▸ GIVEN RECORDS:
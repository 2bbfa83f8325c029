/*!
 * filescan - walk a directory tree and list, filter and sort file metadata
 *
 * The pipeline walks the tree in a chosen order, extracts one record per
 * regular file, then optionally filters and sorts the records. Directory and
 * file failures are collected next to the results instead of aborting the
 * scan.
 */

pub mod config;
pub mod error;
pub mod extract;
pub mod filter;
pub mod fs;
pub mod logging;
pub mod report;
pub mod scanner;
pub mod sort;
pub mod types;
pub mod utils;
pub mod walker;

#[cfg(test)]
mod tests;

// Re-export main components for easier access
pub use config::Config;
pub use error::{Result, ScanError};
pub use extract::{extension_of, MetadataExtractor};
pub use filter::{filter, Predicate, TimeField};
pub use fs::{FileSystem, HostFs, MemoryFs};
pub use report::{ReportFormat, Reporter, ScanReport};
pub use scanner::{ScanOptions, ScanOutcome, Scanner};
pub use sort::{sort, SortKey, SortOrder};
pub use types::{EntryKind, EntryMetadata, FileRecord, ListedEntry};
pub use walker::{TraversalOrder, TreeWalker, WalkOutcome};

/// Version of the library
pub const VERSION: &str = env!("CARGO_PKG_VERSION");
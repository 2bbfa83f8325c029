/*!
 * Configuration handling for filescan
 */

use std::path::PathBuf;
use std::time::SystemTime;

use chrono::{DateTime, Local, NaiveDateTime, TimeZone};
use clap::{ArgAction, ArgGroup, Parser};
use clap_complete::Shell;

use crate::error::Result;
use crate::filter::{Predicate, TimeField};
use crate::report::ReportFormat;
use crate::scanner::ScanOptions;
use crate::sort::{SortKey, SortOrder};
use crate::walker::TraversalOrder;
use crate::{bail, ensure};

/// Local time format accepted for timestamp filters, also used for display
pub const TIMESTAMP_FORMAT: &str = "%Y/%m/%d %H:%M:%S";

/// Command-line arguments for filescan
#[derive(Parser, Debug, Clone)]
#[clap(
    name = "filescan",
    version = env!("CARGO_PKG_VERSION"),
    about = "List, filter and sort the files below a directory",
    long_about = "Walks a directory tree and reports name, extension, size, creation and modification time of every regular file, optionally filtered by one predicate and sorted by one key."
)]
#[clap(group(ArgGroup::new("filter").multiple(false)))]
pub struct Args {
    /// Directory to scan
    #[clap(default_value = ".")]
    pub directory_path: String,

    /// Order in which directories are expanded
    #[clap(long, value_enum, default_value_t = TraversalOrder::default())]
    pub order: TraversalOrder,

    /// Keep files whose name contains this text (case-insensitive)
    #[clap(long, group = "filter")]
    pub name: Option<String>,

    /// Keep files with this extension (case-insensitive, without the dot)
    #[clap(long, group = "filter")]
    pub ext: Option<String>,

    /// Keep files created exactly at this time ("YYYY/MM/DD HH:MM:SS" or RFC 3339)
    #[clap(long, group = "filter")]
    pub created: Option<String>,

    /// Keep files modified exactly at this time ("YYYY/MM/DD HH:MM:SS" or RFC 3339)
    #[clap(long, group = "filter")]
    pub modified: Option<String>,

    /// Sort the results by this key
    #[clap(long, value_enum)]
    pub sort: Option<SortKey>,

    /// Reverse the sort order
    #[clap(long, requires = "sort")]
    pub descending: bool,

    /// Output format
    #[clap(long, value_enum, default_value_t = ReportFormat::ConsoleTable)]
    pub format: ReportFormat,

    /// Increase log verbosity (-v info, -vv debug, -vvv trace)
    #[clap(short, long, action = ArgAction::Count)]
    pub verbose: u8,

    /// Generate shell completions
    #[clap(long = "generate", value_enum)]
    pub generate: Option<Shell>,
}

/// Application configuration
#[derive(Clone, Debug)]
pub struct Config {
    /// Directory to scan
    pub target_dir: PathBuf,

    /// Directory expansion order
    pub order: TraversalOrder,

    /// Active filter, if any
    pub predicate: Option<Predicate>,

    /// Active sort, if any
    pub sort: Option<(SortKey, SortOrder)>,

    /// Output format
    pub format: ReportFormat,

    /// Number of `-v` flags
    pub verbosity: u8,
}

impl Config {
    /// Create configuration from command-line arguments
    pub fn from_args(args: Args) -> Result<Self> {
        let predicate = if let Some(name) = args.name {
            Some(Predicate::Substring(name))
        } else if let Some(ext) = args.ext {
            Some(Predicate::Extension(ext.trim_start_matches('.').to_string()))
        } else if let Some(created) = args.created {
            Some(Predicate::Timestamp {
                field: TimeField::Created,
                at: parse_timestamp(&created)?,
            })
        } else if let Some(modified) = args.modified {
            Some(Predicate::Timestamp {
                field: TimeField::Modified,
                at: parse_timestamp(&modified)?,
            })
        } else {
            None
        };

        let order = if args.descending {
            SortOrder::Descending
        } else {
            SortOrder::Ascending
        };

        Ok(Self {
            target_dir: PathBuf::from(args.directory_path),
            order: args.order,
            predicate,
            sort: args.sort.map(|key| (key, order)),
            format: args.format,
            verbosity: args.verbose,
        })
    }

    /// Validate the configuration
    pub fn validate(&self) -> Result<()> {
        ensure!(
            self.target_dir.is_dir(),
            Config,
            "Target directory not found: {}",
            self.target_dir.display()
        );
        Ok(())
    }

    /// Options for a scan of the configured directory
    pub fn scan_options(&self) -> ScanOptions {
        ScanOptions {
            root: self.target_dir.clone(),
            order: self.order,
            predicate: self.predicate.clone(),
            sort: self.sort,
        }
    }
}

/// Parse a timestamp given as local `YYYY/MM/DD HH:MM:SS` or RFC 3339
pub fn parse_timestamp(value: &str) -> Result<SystemTime> {
    if let Ok(dt) = DateTime::parse_from_rfc3339(value) {
        return Ok(SystemTime::from(dt));
    }

    let naive = match NaiveDateTime::parse_from_str(value, TIMESTAMP_FORMAT) {
        Ok(naive) => naive,
        Err(e) => bail!(InvalidArgument, "Invalid timestamp {:?}: {}", value, e),
    };
    match Local.from_local_datetime(&naive).single() {
        Some(dt) => Ok(SystemTime::from(dt)),
        None => bail!(
            InvalidArgument,
            "Ambiguous or skipped local time: {:?}",
            value
        ),
    }
}
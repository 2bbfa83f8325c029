//! Global error handling for filescan
//!
//! This module provides a centralized error type for walking, metadata
//! extraction and configuration.

use std::io;
use std::path::{Path, PathBuf};

use thiserror::Error;

/// Global error type for filescan operations
#[derive(Error, Debug)]
pub enum ScanError {
    /// A directory below the root could not be enumerated
    #[error("Directory unavailable: {}: {source}", path.display())]
    DirectoryUnavailable {
        path: PathBuf,
        #[source]
        source: io::Error,
    },

    /// Stat of a single file failed
    #[error("Metadata error: {}: {source}", path.display())]
    Metadata {
        path: PathBuf,
        #[source]
        source: io::Error,
    },

    /// The walk root itself could not be enumerated
    #[error("Invalid root: {}: {source}", path.display())]
    InvalidRoot {
        path: PathBuf,
        #[source]
        source: io::Error,
    },

    /// File system errors
    #[error("IO error: {0}")]
    Io(#[from] io::Error),

    /// JSON processing errors
    #[error("JSON error: {0}")]
    Json(#[from] serde_json::Error),

    /// Configuration errors
    #[error("Configuration error: {0}")]
    Config(String),

    /// Invalid argument
    #[error("Invalid argument: {0}")]
    InvalidArgument(String),
}

impl ScanError {
    /// Path the error refers to, if any
    pub fn path(&self) -> Option<&Path> {
        match self {
            Self::DirectoryUnavailable { path, .. }
            | Self::Metadata { path, .. }
            | Self::InvalidRoot { path, .. } => Some(path),
            _ => None,
        }
    }

    /// Whether the error ends the current walk rather than a single branch
    pub fn is_fatal(&self) -> bool {
        !matches!(
            self,
            Self::DirectoryUnavailable { .. } | Self::Metadata { .. }
        )
    }
}

/// Specialized Result type for filescan operations
pub type Result<T> = std::result::Result<T, ScanError>;

/// Creates a ScanError with a formatted message
#[macro_export]
macro_rules! error {
    ($error_type:ident, $($arg:tt)*) => {
        $crate::error::ScanError::$error_type(format!($($arg)*))
    };
}

/// Returns an error result with a formatted message
#[macro_export]
macro_rules! bail {
    ($error_type:ident, $($arg:tt)*) => {
        return Err($crate::error!($error_type, $($arg)*))
    };
}

/// Ensures a condition is true, otherwise returns an error
#[macro_export]
macro_rules! ensure {
    ($cond:expr, $error_type:ident, $($arg:tt)*) => {
        if !($cond) {
            $crate::bail!($error_type, $($arg)*)
        }
    };
}
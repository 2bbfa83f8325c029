/*!
 * Command-line interface for filescan
 */

use std::io;
use std::sync::Arc;
use std::time::Duration;

use clap::{CommandFactory, Parser};
use clap_complete::generate;
use indicatif::{ProgressBar, ProgressStyle};

use filescan::config::{Args, Config};
use filescan::fs::HostFs;
use filescan::logging;
use filescan::report::{ReportFormat, Reporter, ScanReport};
use filescan::scanner::Scanner;

fn main() -> filescan::Result<()> {
    // Parse command line arguments
    let args = Args::parse();

    if let Some(shell) = args.generate {
        let mut cmd = Args::command();
        generate(shell, &mut cmd, "filescan", &mut io::stdout());
        return Ok(());
    }

    let config = Config::from_args(args)?;

    if let Err(e) = logging::init(config.verbosity) {
        eprintln!("Warning: Failed to initialize logging: {}", e);
    }

    config.validate()?;

    // Spinner only for the interactive table output
    let progress = if config.format == ReportFormat::ConsoleTable {
        ProgressBar::new_spinner()
    } else {
        ProgressBar::hidden()
    };
    if let Ok(style) = ProgressStyle::default_spinner().template("{spinner:.green} {pos} files {msg}") {
        progress.set_style(style);
    }
    progress.enable_steady_tick(Duration::from_millis(100));
    progress.set_message(format!("scanning {}", config.target_dir.display()));

    let scanner = Scanner::new(HostFs, Arc::new(progress.clone()));
    let outcome = scanner.run(&config.scan_options())?;

    progress.finish_and_clear();

    let report = ScanReport {
        root: &config.target_dir,
        order: config.order,
        outcome: &outcome,
    };
    Reporter::new(config.format).print_report(&report)?;

    Ok(())
}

▸ WHAT NEEDS TO BE DONE: Pull every line containing the word "enumerated" out of the material.

▸ OUTPUT:
    /// A directory below the root could not be enumerated
    /// The walk root itself could not be enumerated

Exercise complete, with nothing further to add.